We host sites for multiple companies and sites are hosted with custom domains. For Example

  • news.CompanyX.com
  • news.CompanyY.com

We have complete control on hosted site but do not have control over "CompanyX.com" or "CompanyY.com" and emails of these domains. These companies add CNAME DNS entries for sites that we host.

Tried to search little bit and as per this link https://support.comodo.com/index.php?/comodo/Knowledgebase/Article/View/791/0/

"We look for the file at every valid Authorization Domain, i.e. we start with the FQDN and then we will strip one or more labels from left to right in the FQDN and will look for the file on each intermediate domain."

They have said that they will strip labels and look for files on each intermediate domain. But we don't have access to web servers of "CompanyX.com" or "CompanyY.com".

Is there any way, we can complete DCV (for news.CompanyX.com single domain certificate) on our own without contacting CompanyX or CompanyY.

  • The details on how to do this might be specific to Comodo. Have you contacted their support? Why would you not want to contact the domain owners if you are setting up certificates for them? – schroeder Sep 1 '17 at 9:12
  • I can contact domain owners but those are big companies and it can take some time. Also my question is not specific to Comodo, I believe other authorities have similar rule. – Chintak Chhapia Sep 1 '17 at 9:36
up vote 1 down vote accepted

The preferred method of domain control validation is usually to receive the email address registered in the whois database. However, Comodo does provide a couple alternative validation methods:

Validation by alternative methods of DCV – There are currently 3 alternative methods you can pick from. The first two involve uploading a .txt file containing hashes of your CSR to your web server. The third involves adding the hash of your CSR as a DNS CNAME for your domain. In all cases, Comodo will run an automated test to ensure that you have completed the task.

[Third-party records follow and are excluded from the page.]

//! Authoritative MMU state, mutated only through [`MmuStore::apply`].

use mmu_shared::{MmuDelta, MmuState};

#[derive(Debug, Default)]
pub struct MmuStore {
    state: MmuState,
}

impl MmuStore {
    pub fn new() -> Self {
        Self { state: MmuState::new() }
    }

    pub fn state(&self) -> &MmuState {
        &self.state
    }

    /// Merges `delta` and reports whether any visible field changed.
    ///
    /// Bookkeeping fields (`last_line`, `last_action`) are always stored,
    /// but only a visible change is worth notifying subscribers about.
    pub fn apply(&mut self, delta: &MmuDelta) -> (MmuState, bool) {
        let next = self.state.merged(delta);
        let changed = !next.same_visible(&self.state);
        if changed {
            tracing::info!(
                "MMU {} -> {} (tool {:?}, previous {:?})",
                self.state.state,
                next.state,
                next.tool.map(|t| t.index()),
                next.previous_tool.map(|t| t.index())
            );
        }
        self.state = next;
        (self.state.clone(), changed)
    }
}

Since you control neither the registered email address nor the DNS, the only validation mechanism that you can do is the one where you serve a certain text file on the domain. So yes, you can pass domain validation for the subdomain you have control of. Your domain control validation will only be considered valid for the subdomain you control.

  • Lie, thanks for your response, but as per documentation on Comodo "We look for the file at every valid Authorization Domain, i.e. we start with the FQDN and then we will strip one or more labels from left to right in the FQDN and will look for the file on each intermediate domain", so do we need to put file a each intermediate domain ? – Chintak Chhapia Sep 4 '17 at 17:13
  • 1
    For single domain certificate, you don't need to have the file on every level, just the FQDN that you are ordering for. The domain where they found the file will be considered the authorization domain. The assumption here is that if you control a subdomain, then you also control its sub-subdomain. – Lie Ryan Sep 5 '17 at 5:39

If you have no requirement to use a specific CA, take a look at Let's Encrypt. They are doing exactly what you want. They also provide a small script called Certbot, which automates the whole process.

Certbot works by placing the ACME challenge in a publicly accessible directory, allowing the CA to verify your control over the domain. This is basically the same as Comodo's HTTP server validation.